*** Listed records Section Begins ***

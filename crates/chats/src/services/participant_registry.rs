//! Conversation membership checks.

use std::sync::Arc;

use tracing::warn;

use crate::repositories::ParticipantDirectory;
use crate::types::{ChatError, ChatResult};
use crate::utils::Validator;

/// Answers "may this user see this conversation?" for every other service.
#[derive(Clone)]
pub struct ParticipantRegistry {
    directory: Arc<dyn ParticipantDirectory>,
}

impl ParticipantRegistry {
    pub fn new(directory: Arc<dyn ParticipantDirectory>) -> Self {
        Self { directory }
    }

    /// `Ok(false)` for an existing conversation the user is not part of;
    /// `ConversationNotFound` when the conversation itself does not exist.
    pub async fn is_participant(&self, conversation_id: &str, user_id: i64) -> ChatResult<bool> {
        Validator::conversation_id(conversation_id)?;

        if !self.directory.conversation_exists(conversation_id).await? {
            return Err(ChatError::conversation_not_found(conversation_id));
        }

        self.directory.is_member(conversation_id, user_id).await
    }

    /// Like [`is_participant`](Self::is_participant) but turns `false` into `AccessDenied`.
    pub async fn require_participant(&self, conversation_id: &str, user_id: i64) -> ChatResult<()> {
        if self.is_participant(conversation_id, user_id).await? {
            return Ok(());
        }

        warn!(conversation = %conversation_id, user_id, "rejected non-participant");
        Err(ChatError::access_denied(
            "user is not a participant of this conversation",
        ))
    }

    pub async fn visible_conversations(&self, user_id: i64) -> ChatResult<Vec<String>> {
        self.directory.conversations_for_user(user_id).await
    }
}
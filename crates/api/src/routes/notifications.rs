use axum::{extract::State, http::HeaderMap, Json};

use crate::{routes::models::BulkUpdateResponse, util::require_bearer, ApiError, AppState};

#[utoipa::path(
    post,
    path = "/api/notifications/read-all",
    tag = "Notifications",
    security(("bearerAuth" = [])),
    responses(
        (status = 200, description = "All notifications marked read", body = BulkUpdateResponse),
        (status = 401, description = "Authentication required", body = crate::error::ErrorResponse),
        (status = 500, description = "Failed to update notifications", body = crate::error::ErrorResponse)
    )
)]
pub async fn mark_all_read(
    State(state): State<AppState>,
    headers: HeaderMap,
) -> Result<Json<BulkUpdateResponse>, ApiError> {
    let token = require_bearer(&headers)?;
    let user = state.authenticate(&token).await?;

    let updated_count = state.chats().notifications.mark_all_read(user.id).await?;

    Ok(Json(BulkUpdateResponse {
        success: true,
        updated_count,
    }))
}
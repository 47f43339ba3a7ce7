//! Data access layer for the conversation core.
//!
//! Services depend on the port traits below rather than on concrete
//! repositories. Each port has a SQLite implementation and an in-memory one
//! ([`InMemoryStore`]) that tests and local tooling substitute freely.

use async_trait::async_trait;
use futures::stream::BoxStream;

use crate::entities::{Message, ReadMarker};
use crate::types::ChatResult;

pub mod conversation_repository;
pub mod memory;
pub mod message_repository;
pub mod notification_repository;
pub mod read_marker_repository;

pub use conversation_repository::ConversationRepository;
pub use memory::InMemoryStore;
pub use message_repository::MessageRepository;
pub use notification_repository::NotificationRepository;
pub use read_marker_repository::ReadMarkerRepository;

/// Membership lookups.
#[async_trait]
pub trait ParticipantDirectory: Send + Sync {
    async fn conversation_exists(&self, conversation_id: &str) -> ChatResult<bool>;

    async fn is_member(&self, conversation_id: &str, user_id: i64) -> ChatResult<bool>;

    /// Public ids of every conversation the user participates in.
    async fn conversations_for_user(&self, user_id: i64) -> ChatResult<Vec<String>>;
}

/// Read-only access to persisted messages.
#[async_trait]
pub trait MessageStore: Send + Sync {
    /// Messages of one conversation with a sequence greater than `after`,
    /// ascending. The stream is lazy; consumers stop pulling when they have
    /// enough.
    fn list_messages<'a>(
        &'a self,
        conversation_id: &'a str,
        after: Option<i64>,
    ) -> BoxStream<'a, ChatResult<Message>>;

    async fn find_message(&self, conversation_id: &str, sequence: i64)
        -> ChatResult<Option<Message>>;

    async fn latest_message(&self, conversation_id: &str) -> ChatResult<Option<Message>>;

    /// Messages after `after` that were not written by `reader`.
    async fn count_unread(
        &self,
        conversation_id: &str,
        after: Option<i64>,
        reader: i64,
    ) -> ChatResult<u64>;

    /// Case-insensitive substring search restricted to `scope`, newest first.
    ///
    /// The SQLite adapter prefilters ASCII needles with `LIKE`, which folds ASCII only, so a body
    /// that matches solely through Unicode case folding (e.g. the Kelvin sign for `k`) can be missed.
    async fn search(&self, scope: &[String], needle: &str, limit: usize)
        -> ChatResult<Vec<Message>>;
}

/// Per (conversation, user) read markers.
#[async_trait]
pub trait ReadMarkerStore: Send + Sync {
    /// Move the marker to `sequence` if that is further than the stored value.
    ///
    /// Returns `true` when the stored value changed. Implementations must make
    /// the compare and the write a single atomic step.
    async fn advance(&self, conversation_id: &str, user_id: i64, sequence: i64)
        -> ChatResult<bool>;

    async fn get(&self, conversation_id: &str, user_id: i64) -> ChatResult<Option<ReadMarker>>;
}

#[async_trait]
pub trait NotificationStore: Send + Sync {
    /// Mark every unread notification of the user as read, returning how many changed.
    async fn mark_all_read(&self, user_id: i64) -> ChatResult<u64>;
}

*** Listed records Section Ends ***

**Work instruction:**
Each line holding the word "when" must be copied from the data.

**Solution for this problem:**
    /// `ConversationNotFound` when the conversation itself does not exist.
    /// ascending. The stream is lazy; consumers stop pulling when they have
    /// Returns `true` when the stored value changed. Implementations must make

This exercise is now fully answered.